A Xenopus tropicalis mutant resource
Stemple, Derek L.   
Sanger Institute, Cambridge, United Kingdom

The Xenopus embryo's amenability to functional assays has made it one of the most productive model systems for biomedical research in the molecular era. Its high degree of conserved gene structure and function means that results from Xenopus can usually be applied to other vertebrates, such as human and mouse, while its experimental manipulability and unparalleled embryology allow rapid and direct characterization of gene activities. The worldwide Xenopus research community is large and growing, with increasing adoption of Xenopus tropicalis for conventional Ioss-of-function genetic experiments and other genomic approaches.

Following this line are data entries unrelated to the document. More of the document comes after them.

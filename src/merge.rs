use serde_json::{Map, Value};

/// Deep-merge `overlay` on top of `base`.
/// If both sides have an object for the same key, recurse.
/// Otherwise, `overlay`'s value wins (arrays are replaced, not concatenated).
pub fn deep_merge(mut base: Map<String, Value>, overlay: Map<String, Value>) -> Map<String, Value> {
    for (key, overlay_val) in overlay {
        match (base.remove(&key), overlay_val) {
            (Some(Value::Object(base_obj)), Value::Object(overlay_obj)) => {
                base.insert(key, Value::Object(deep_merge(base_obj, overlay_obj)));
            }
            (_, overlay_val) => {
                base.insert(key, overlay_val);
            }
        }
    }
    base
}

/// Like [`deep_merge`], but a `null` in the overlay keeps the base value.
pub fn overlay_values(mut base: Map<String, Value>, overlay: Map<String, Value>) -> Map<String, Value> {
    for (key, overlay_val) in overlay {
        match (base.remove(&key), overlay_val) {
            (Some(Value::Object(base_obj)), Value::Object(overlay_obj)) => {
                base.insert(key, Value::Object(overlay_values(base_obj, overlay_obj)));
            }
            (Some(base_val), Value::Null) => {
                base.insert(key, base_val);
            }
            (None, Value::Null) => {}
            (_, overlay_val) => {
                base.insert(key, overlay_val);
            }
        }
    }
    base
}

/// Navigate a value tree by dotted key path (e.g. `"db.mysql.host"`).
///
/// Numeric segments index into arrays. Returns `None` when any segment is
/// missing; an explicit `null` at the end of the path is returned as `Some(Null)`.
pub fn get_path<'a>(tree: &'a Value, dotted_key: &str) -> Option<&'a Value> {
    dotted_key.split('.').try_fold(tree, |current, segment| match current {
        Value::Object(map) => map.get(segment),
        Value::Array(items) => segment.parse::<usize>().ok().and_then(|i| items.get(i)),
        _ => None,
    })
}

/// Set `value` at a dotted key path, creating intermediate objects.
///
/// An intermediate scalar is replaced by an object, so later entries win when
/// keys conflict (`a=1` then `a.b=2` yields `{a: {b: 2}}`).
pub fn set_path(tree: &mut Map<String, Value>, dotted_key: &str, value: Value) {
    let mut segments = dotted_key.split('.').peekable();
    let mut current = tree;

    while let Some(segment) = segments.next() {
        if segments.peek().is_none() {
            current.insert(segment.to_string(), value);
            return;
        }
        let slot = current
            .entry(segment)
            .or_insert_with(|| Value::Object(Map::new()));
        if !slot.is_object() {
            *slot = Value::Object(Map::new());
        }
        let Value::Object(next) = slot else {
            return;
        };
        current = next;
    }
}

/// Remove the value at a dotted key path. Returns the removed value, or
/// `None` when any segment is missing.
pub fn remove_path(tree: &mut Map<String, Value>, dotted_key: &str) -> Option<Value> {
    match dotted_key.split_once('.') {
        None => tree.remove(dotted_key),
        Some((head, rest)) => match tree.get_mut(head) {
            Some(Value::Object(next)) => remove_path(next, rest),
            _ => None,
        },
    }
}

Xenopus research has recently begun to be transformed by the application of reverse genetics, driven by the availability of sequence from a variety of EST and full-length cloning projects as well as the recent whole-genome shotgun sequence for Xenopus tropicalis. Over the next five years, using a well-established reverse genetic strategy, we will identify carriers of chemically-induced Xenopus tropicalis mutations in known genes at a rate of 35 loci per year, generating an international resource of null as well as hypomorphic alleles. In addition, for each gene we will provide a first-pass phenotypic analysis of predicted null alleles, including morphological screening, a standard set of in situ hybridisations, and transcriptional profiling using a small cDNA microarray. The establishment of this major resource will generate a high degree of synergy within the community, allowing the field to combine the full breadth of Xenopus functional approaches with previously unavailable defined genetic deficiencies, greatly contributing to our understanding of gene function in vertebrate development and disease.